My husband and I adopted Samson four years ago from a woman who brings rescued dogs to her farm. We went there for a 6-week-old puppy because I insisted on getting a one as young as possible. We got there and looked at the little ones. They were all cute, but none of them were "special." My husband was the one who spotted him and proclaimed him the "one." I was reluctant because he was 12 weeks, but the owner of the farm told us he was a good pick. "I see a lot of dogs" she said, "but he is a noble dog."
Samson had been in a shelter in North Carolina and his litter had been abandoned. He nervously chewed a hole in his foot during his stay and he would not make eye contact with humans when we first chose him. Over the first few weeks that we had him, Samson timidly got to know us and soon revealed his true personality. We came to know him as a loyal, people-loving, obedient companion. Big Man, as we sometimes call him, was the star of his puppy training class, effortlessly mastering the skills. He has a unique look that always draws attention. Wherever we go, it is inevitable that someone will ask "what kind of dog is he?" Samson responds by prancing proudly and offering anyone in his path his unconditional love.
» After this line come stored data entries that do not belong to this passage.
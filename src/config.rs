use std::env;
use std::sync::OnceLock;
use thiserror::Error;

/// Errors encountered while loading configuration from environment variables.
#[derive(Debug, Error)]
pub enum ConfigError {
    /// Environment variable contained a value that could not be parsed.
    #[error("Invalid value for environment variable: {0}")]
    InvalidValue(String),
}

/// Runtime configuration for the semsearch server.
///
/// Every variable carries a fallback default, so an empty environment yields a
/// usable local-development configuration.
#[derive(Debug)]
pub struct Config {
    /// Port the HTTP server listens on.
    pub http_port: u16,
    /// Hostname of the Typesense instance that stores embeddings.
    pub typesense_host: String,
    /// Port of the Typesense instance.
    pub typesense_port: u16,
    /// Optional API key required to access Typesense.
    pub typesense_api_key: Option<String>,
    /// Optional API key for the Google Generative Language API.
    pub google_api_key: Option<String>,
    /// Embedding model identifier passed to the provider.
    pub embedding_model: String,
    /// Generative model used for summarization.
    pub summarization_model: String,
    /// Dimensionality of the produced vectors; must match the store schema.
    pub embedding_dimension: usize,
}

impl Config {
    /// Load configuration from environment variables, performing validation along the way.
    pub fn from_env() -> Result<Self, ConfigError> {
        Ok(Self {
            http_port: load_env_parsed("HTTP_PORT", 8080)?,
            typesense_host: load_env_or("TYPESENSE_HOST", "localhost"),
            typesense_port: load_env_parsed("TYPESENSE_PORT", 8080)?,
            typesense_api_key: load_env_optional("TYPESENSE_API_KEY"),
            google_api_key: load_env_optional("GOOGLE_API_KEY"),
            embedding_model: load_env_or("EMBEDDING_MODEL", "embedding-001"),
            summarization_model: load_env_or("SUMMARIZATION_MODEL", "gemini-pro"),
            embedding_dimension: load_env_parsed("EMBEDDING_DIMENSION", 768)?,
        })
    }
}

fn load_env_or(key: &str, fallback: &str) -> String {
    load_env_optional(key).unwrap_or_else(|| fallback.to_string())
}

fn load_env_optional(key: &str) -> Option<String> {
    env::var(key).ok().filter(|value| !value.trim().is_empty())
}

fn load_env_parsed<T: std::str::FromStr>(key: &str, fallback: T) -> Result<T, ConfigError> {
    match load_env_optional(key) {
        Some(value) => value
            .parse()
            .map_err(|_| ConfigError::InvalidValue(key.to_string())),
        None => Ok(fallback),
    }
}

/// Global configuration cache populated during process start.
pub static CONFIG: OnceLock<Config> = OnceLock::new();

/// Retrieve the loaded configuration, panicking if initialization has not occurred.
pub fn get_config() -> &'static Config {
    CONFIG.get().expect("Config not initialized")
}

/// Load configuration from the environment and install it in the global cache.
pub fn init_config() {
    dotenvy::dotenv().ok();
    let config = Config::from_env().expect("Failed to load config from environment");
    tracing::debug!(
        http_port = config.http_port,
        typesense_host = %config.typesense_host,
        typesense_port = config.typesense_port,
        embedding_model = %config.embedding_model,
        embedding_dimension = config.embedding_dimension,
        "Loaded configuration"
    );
    CONFIG.set(config).expect("Failed to set config");
}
He has been the center of our lives until about 6 months ago when the family dynamic changed with the addition of our first baby. We still love him as we did before our daughter, Adeline, was born, but sometimes he doesn't get as much time as we would like to give him. He has taken this change in stride and adopted a new role. Samson's behavior reminds me of Almondine's first moments with Edgar. He has made it his personal mission to make sure that Adeline is okay. When she is sleeping, he sleeps in front of her door, being sure to come and notify me when she makes a sound. He is a gentle giant whose priority in life is to make us happy and protect "his baby." I picture him being Adeline's favorite companion as she grows through the years.